Kimia Farma Respon Terhadap Putusan Arbitrase yang Membebani Perusahaan
Tempatdonasi.com – PT Kimia Farma Tbk (KAEF) mengungkapkan respons terhadap putusan arbitrase yang menetapkan kemenangan bagi Indonesia Investment Authority (INA) dan Silk Road Fund Co Ltd (SRF) dalam sengketa bisnis senilai sekitar Rp 2,2 triliun. Kasus ini dibawa ke Singapore International Arbitration Center (SIAC) dan selesai diputus pada 23 Oktober 2024. Meski KAEF belum memberikan penjelasan detail mengenai isi putusan, perusahaan menegaskan sedang mempelajari seluruh aspek keputusan tersebut secara mendalam.
Langkah Koordinasi dengan Stakeholder untuk Menjaga Stabilitas Operasional
Sekretaris Perusahaan KAEF, Ida Rasita, menjelaskan bahwa perusahaan sedang berupaya mencari solusi optimal guna mempertahankan keberlanjutan layanan kesehatan kepada masyarakat. “Kami berkoordinasi dengan semua pihak yang terlibat untuk memastikan kepentingan perseroan dan pemegang saham tetap terjaga sebagaimana diatur dalam peraturan perundang-undangan,” katanya dalam keterbukaan informasi yang diterbitkan di Bursa Efek Indonesia, Ahad, 28 Juni 2026.

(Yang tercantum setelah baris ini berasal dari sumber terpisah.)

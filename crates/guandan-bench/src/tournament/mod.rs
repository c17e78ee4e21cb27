use std::array;
use std::fs::{self, File};
use std::io::{BufWriter, Write};
use std::path::{Path, PathBuf};
use std::time::Instant;

use guandan_bot::{AiConfig, AiOrchestrator, InstantClock, Personality, Policy, SimplePolicy, StrategyPolicy};
use guandan_core::game::{
    GameConfig, GameConfigError, GameManager, Phase, PlayError, PlayOutcome, RoundError,
};
use guandan_core::model::player::{SEATS, Seat, Team};
use guandan_core::model::rank::Rank;
use rand::{RngCore, SeedableRng, rngs::StdRng};
use serde::Serialize;
use thiserror::Error;
use tracing::{Level, event, warn};

use crate::analytics::{AnalyticsCollector, AnalyticsError};
use crate::config::{BenchmarkConfig, ResolvedOutputs, SeatConfig};
use crate::logging::TELEMETRY_FILE;

/// Plays configured self-play games and writes per-round JSONL rows plus a summary.
pub struct TournamentRunner {
    config: BenchmarkConfig,
    outputs: ResolvedOutputs,
    logging_enabled: bool,
}

/// Summary details returned after a run.
#[derive(Debug)]
pub struct RunSummary {
    pub games_played: usize,
    pub rounds_played: usize,
    pub rows_written: usize,
    pub jsonl_path: PathBuf,
    pub summary_path: PathBuf,
    pub telemetry_path: Option<PathBuf>,
}

/// A finished round as seen by the runner.
#[derive(Debug, Clone)]
pub struct RoundOutcome {
    pub round: u32,
    pub level: Rank,
    pub winner: Seat,
    pub team: Team,
    pub plays: usize,
    pub turns: usize,
}

#[derive(Debug, Serialize)]
struct RoundLogRow<'a> {
    run_id: &'a str,
    game_index: usize,
    game_seed: u64,
    round: u32,
    level: Rank,
    winner: &'a str,
    winner_seat: usize,
    team: usize,
    plays: usize,
    turns: usize,
    team_scores: [u32; 2],
}

#[derive(Debug, Error)]
pub enum RunnerError {
    #[error("I/O error: {0}")]
    Io(#[from] std::io::Error),
    #[error("serialization error: {0}")]
    Json(#[from] serde_json::Error),
    #[error("game {game}: rejected move: {source}")]
    Play {
        game: usize,
        #[source]
        source: PlayError,
    },
    #[error("game {game}: {source}")]
    Round {
        game: usize,
        #[source]
        source: RoundError,
    },
    #[error(transparent)]
    Config(#[from] GameConfigError),
    #[error(transparent)]
    Analytics(#[from] AnalyticsError),
    #[error("expected {expected} seats, found {found}")]
    SeatCount { expected: usize, found: usize },
}

impl TournamentRunner {
    pub fn new(config: BenchmarkConfig, outputs: ResolvedOutputs) -> Result<Self, RunnerError> {
        if config.seats.len() != SEATS {
            return Err(RunnerError::SeatCount {
                expected: SEATS,
                found: config.seats.len(),
            });
        }
        Ok(Self {
            logging_enabled: config.logging.enable_structured,
            config,
            outputs,
        })
    }

    /// Execute every game, streaming one JSONL row per finished round.
    pub fn run(&self) -> Result<RunSummary, RunnerError> {
        ensure_parent(self.outputs.jsonl.parent())?;
        ensure_parent(self.outputs.summary_md.parent())?;

        let mut writer = BufWriter::new(File::create(&self.outputs.jsonl)?);
        let mut rng = StdRng::seed_from_u64(self.config.games.seed.unwrap_or(0));
        let mut analytics = AnalyticsCollector::new(&self.config);
        let mut rows_written = 0usize;

        for game_index in 0..self.config.games.count {
            let game_seed = rng.next_u64();
            rows_written +=
                self.play_game(game_index, game_seed, &mut writer, &mut analytics)?;
        }
        writer.flush()?;

        let summary = analytics.finalize();
        summary.write_markdown(&self.outputs.summary_md, &self.config.run_id)?;

        let telemetry_path = self
            .logging_enabled
            .then(|| self.outputs.telemetry_dir().join(TELEMETRY_FILE));

        Ok(RunSummary {
            games_played: self.config.games.count,
            rounds_played: summary.rounds,
            rows_written,
            jsonl_path: self.outputs.jsonl.clone(),
            summary_path: self.outputs.summary_md.clone(),
            telemetry_path,
        })
    }

    fn play_game(
        &self,
        game_index: usize,
        game_seed: u64,
        writer: &mut BufWriter<File>,
        analytics: &mut AnalyticsCollector,
    ) -> Result<usize, RunnerError> {
        let mut game_config = GameConfig::with_seed(game_seed).all_ai();
        game_config.starting_level = self.config.games.starting_level;
        game_config.personalities = array::from_fn(|i| self.config.seats[i].personality);

        let mut manager = GameManager::new(game_config)?;
        manager.start_new_game();

        let mut orchestrator = build_orchestrator(&self.config.seats, game_seed)
            .with_clock(Box::new(InstantClock::default()));

        let mut rows = 0usize;
        let mut turns = 0usize;
        let mut round_turns = 0usize;

        loop {
            match manager.state().phase {
                Phase::GameEnd => break,
                Phase::RoundEnd => {
                    manager
                        .start_next_round()
                        .map_err(|source| RunnerError::Round {
                            game: game_index,
                            source,
                        })?;
                    round_turns = 0;
                    continue;
                }
                Phase::Waiting | Phase::Playing => {}
            }

            if turns >= self.config.games.max_turns {
                warn!(
                    target: "guandan_bench::game",
                    run_id = %self.config.run_id,
                    game_index,
                    turns,
                    "turn cap reached; game abandoned"
                );
                analytics.record_game(None);
                return Ok(rows);
            }

            let seat = manager.state().current_player;
            let start = Instant::now();
            let (decision, outcome) =
                orchestrator
                    .play_turn(&mut manager)
                    .map_err(|source| RunnerError::Play {
                        game: game_index,
                        source,
                    })?;
            let elapsed = start.elapsed();
            turns += 1;
            round_turns += 1;
            analytics.record_decision(seat.index(), elapsed, &decision);

            if self.logging_enabled && tracing::enabled!(Level::INFO) {
                let shown = decision
                    .mv
                    .play()
                    .map(|play| play.to_string())
                    .unwrap_or_else(|| "pass".to_string());
                event!(
                    target: "guandan_bench::play",
                    Level::INFO,
                    run_id = %self.config.run_id,
                    game_index = game_index as u32,
                    round = manager.state().round_number,
                    seat = %seat,
                    policy = orchestrator.policy_name(seat),
                    reason = decision.reason.as_str(),
                    mv = %shown,
                    elapsed_ms = elapsed.as_secs_f64() * 1000.0
                );
            }

            if let PlayOutcome::RoundWon { .. } | PlayOutcome::GameWon { .. } = outcome {
                if let Some(result) = manager.results().last() {
                    let round = RoundOutcome {
                        round: result.round,
                        level: result.level,
                        winner: result.winner,
                        team: result.team,
                        plays: result.plays,
                        turns: round_turns,
                    };
                    analytics.record_round(&round);
                    write_round_row(
                        writer,
                        &self.config,
                        game_index,
                        game_seed,
                        &round,
                        manager.state().team_scores,
                    )?;
                    rows += 1;
                }
            }

            if let PlayOutcome::GameWon { team, .. } = outcome {
                analytics.record_game(Some(team));
            }
        }

        Ok(rows)
    }
}

fn build_orchestrator(seats: &[SeatConfig], seed: u64) -> AiOrchestrator {
    let base = AiConfig {
        thinking_delay_enabled: false,
        ..AiConfig::fast()
    };
    let policies: [Box<dyn Policy>; SEATS] = array::from_fn(|index| {
        let seat = &seats[index];
        let config = AiConfig {
            mcts_enabled: seat.mcts,
            ..base
        };
        let policy_seed = seed.wrapping_add(index as u64 + 1);
        if seat.analyzer {
            Box::new(StrategyPolicy::new(
                config,
                Personality::from_tag(seat.personality),
                policy_seed,
            )) as Box<dyn Policy>
        } else {
            Box::new(SimplePolicy::new(config, policy_seed)) as Box<dyn Policy>
        }
    });
    AiOrchestrator::with_policies(base, policies, seed)
}

fn write_round_row(
    writer: &mut BufWriter<File>,
    config: &BenchmarkConfig,
    game_index: usize,
    game_seed: u64,
    outcome: &RoundOutcome,
    team_scores: [u32; 2],
) -> Result<(), RunnerError> {
    let winner_name = config
        .seats
        .get(outcome.winner.index())
        .map(|seat| seat.name.as_str())
        .unwrap_or("");
    let row = RoundLogRow {
        run_id: &config.run_id,
        game_index,
        game_seed,
        round: outcome.round,
        level: outcome.level,
        winner: winner_name,
        winner_seat: outcome.winner.index(),
        team: outcome.team.index(),
        plays: outcome.plays,
        turns: outcome.turns,
        team_scores,
    };
    serde_json::to_writer(&mut *writer, &row)?;
    writer.write_all(b"\n")?;
    Ok(())
}

fn ensure_parent(path: Option<&Path>) -> Result<(), RunnerError> {
    if let Some(dir) = path.filter(|dir| !dir.as_os_str().is_empty()) {
        fs::create_dir_all(dir)?;
    }
    Ok(())
}
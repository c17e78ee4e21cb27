use crate::model::hand::Hand;
use core::fmt;
use serde::{Deserialize, Serialize};

pub const SEATS: usize = 4;

/// Seat index helpers. Seats 0 and 2 form team 0; seats 1 and 3 form team 1.
#[derive(Debug, Clone, Copy, PartialEq, Eq, Hash, PartialOrd, Ord, Serialize, Deserialize)]
#[serde(transparent)]
pub struct Seat(pub usize);

impl Seat {
    pub const LOOP: [Seat; 4] = [Seat(0), Seat(1), Seat(2), Seat(3)];

    pub const fn from_index(index: usize) -> Option<Self> {
        if index < SEATS { Some(Seat(index)) } else { None }
    }

    pub const fn index(self) -> usize {
        self.0
    }

    pub const fn next(self) -> Seat {
        Seat((self.0 + 1) % SEATS)
    }

    pub const fn previous(self) -> Seat {
        Seat((self.0 + SEATS - 1) % SEATS)
    }

    pub const fn partner(self) -> Seat {
        Seat((self.0 + 2) % SEATS)
    }

    pub const fn team(self) -> Team {
        if self.0 % 2 == 0 { Team::Zero } else { Team::One }
    }

    pub fn is_teammate(self, other: Seat) -> bool {
        self != other && self.team() == other.team()
    }

    pub fn is_opponent(self, other: Seat) -> bool {
        self.team() != other.team()
    }

    /// The two seats on the other team, in turn order after `self`.
    pub fn opponents(self) -> [Seat; 2] {
        [self.next(), self.previous()]
    }
}

impl fmt::Display for Seat {
    fn fmt(&self, f: &mut fmt::Formatter<'_>) -> fmt::Result {
        write!(f, "P{}", self.0)
    }
}

#[derive(Debug, Clone, Copy, PartialEq, Eq, Hash, Serialize, Deserialize)]
pub enum Team {
    Zero,
    One,
}

impl Team {
    pub const fn index(self) -> usize {
        match self {
            Team::Zero => 0,
            Team::One => 1,
        }
    }

    pub const fn other(self) -> Team {
        match self {
            Team::Zero => Team::One,
            Team::One => Team::Zero,
        }
    }

    pub const fn seats(self) -> [Seat; 2] {
        match self {
            Team::Zero => [Seat(0), Seat(2)],
            Team::One => [Seat(1), Seat(3)],
        }
    }
}

/// Personality tag carried on a player record; the bot crate maps it to weights.
#[derive(Debug, Clone, Copy, PartialEq, Eq, Hash, Default, Serialize, Deserialize)]
#[serde(rename_all = "snake_case")]
pub enum PersonalityTag {
    Aggressive,
    Conservative,
    Cooperative,
    #[default]
    Balanced,
}

impl PersonalityTag {
    pub const ALL: [PersonalityTag; 4] = [
        PersonalityTag::Aggressive,
        PersonalityTag::Conservative,
        PersonalityTag::Cooperative,
        PersonalityTag::Balanced,
    ];

    pub const fn as_str(self) -> &'static str {
        match self {
            PersonalityTag::Aggressive => "aggressive",
            PersonalityTag::Conservative => "conservative",
            PersonalityTag::Cooperative => "cooperative",
            PersonalityTag::Balanced => "balanced",
        }
    }
}

#[derive(Debug, Clone, PartialEq, Eq, Serialize)]
pub struct Player {
    pub seat: Seat,
    pub hand: Hand,
    pub team: Team,
    pub is_ai: bool,
    pub personality: PersonalityTag,
}

impl Player {
    pub fn new(seat: Seat, is_ai: bool, personality: PersonalityTag) -> Self {
        Self {
            seat,
            hand: Hand::new(),
            team: seat.team(),
            is_ai,
            personality,
        }
    }
}
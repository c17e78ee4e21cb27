pub mod belief;
pub mod game;
pub mod model;

pub use game::{GameConfig, GameManager, GameSnapshot, GameState, Phase, PlayError, PlayOutcome};
pub use model::card::{Card, CardId};
pub use model::play::{Play, PlayKind};
pub use model::player::{Seat, Team};
pub use model::trump::TrumpContext;

pub struct AppInfo;

impl AppInfo {
    pub const fn name() -> &'static str {
        "guandan"
    }

    pub const fn version() -> &'static str {
        env!("CARGO_PKG_VERSION")
    }
}

#[cfg(test)]
mod tests {
    use super::AppInfo;

    #[test]
    fn exposes_static_metadata() {
        assert_eq!(AppInfo::name(), "guandan");
        assert!(!AppInfo::version().is_empty());
    }
}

“Ini dalam rangka mengusahakan solusi terbaik untuk melindungi kepentingan Perseroan dan pemegang saham, serta memastikan operasional perusahaan, termasuk manufaktur, distribusi, dan layanan kesehatan, tetap berjalan lancar,” tambah Ida.
Dalam menjalankan kegiatan usaha di sektor kesehatan, Ida menegaskan bahwa KAEF selalu mematuhi aturan hukum dan regulasi yang berlaku. “Perusahaan berkomitmen untuk menjalankan bisnis secara transparan, profesional, serta berpedoman pada prinsip tata kelola yang baik,” ujarnya. Ia juga menekankan bahwa semua aktivitas Kimia Farma, termasuk jaringan apotek dan layanan kesehatan, tetap berjalan efektif guna memenuhi kebutuhan warga.
Proses Sengketa Dimulai dari Kesalahan Laporan Keuangan
Sengketa ini bermula dari beberapa kesalahan dalam laporan keuangan PT Kimia Farma Apotek (KFA) dan PT Kimia Farma Diagnostik (KFD) pada tahun 2021 dan 2022. Ketidaksesuaian dalam data keuangan tersebut menjadi dasar perdebatan antara pihak-pihak terlibat. Sebelumnya, tiga narasumber dari Badan Usaha Milik Negara serta pihak pemerintah mengatakan bahwa putusan arbitrase di Singapura memenangkan keberatan INA dan SRF, dengan pengadilan menetapkan kemenangan pada pertengahan Juni 2026.
Karena menjadi pihak penjamin dalam sengketa ini, PT Bio Farma (Persero) dan KAEF diperintahkan untuk mengembalikan dana dan biaya investasi sebesar Rp 2,2 triliun. Kesalahan laporan keuangan dianggap sebagai alasan utama yang mengakibatkan ketidaksesuaian antara pihak-pihak terlibat, sehingga memicu proses penyelesaian sengketa melalui mekanisme arbitrase. Dalam perjalanan kasus ini, KAEF mengakui bahwa mereka harus bertanggung jawab atas pengelolaan dana yang diterima dari investasi tersebut.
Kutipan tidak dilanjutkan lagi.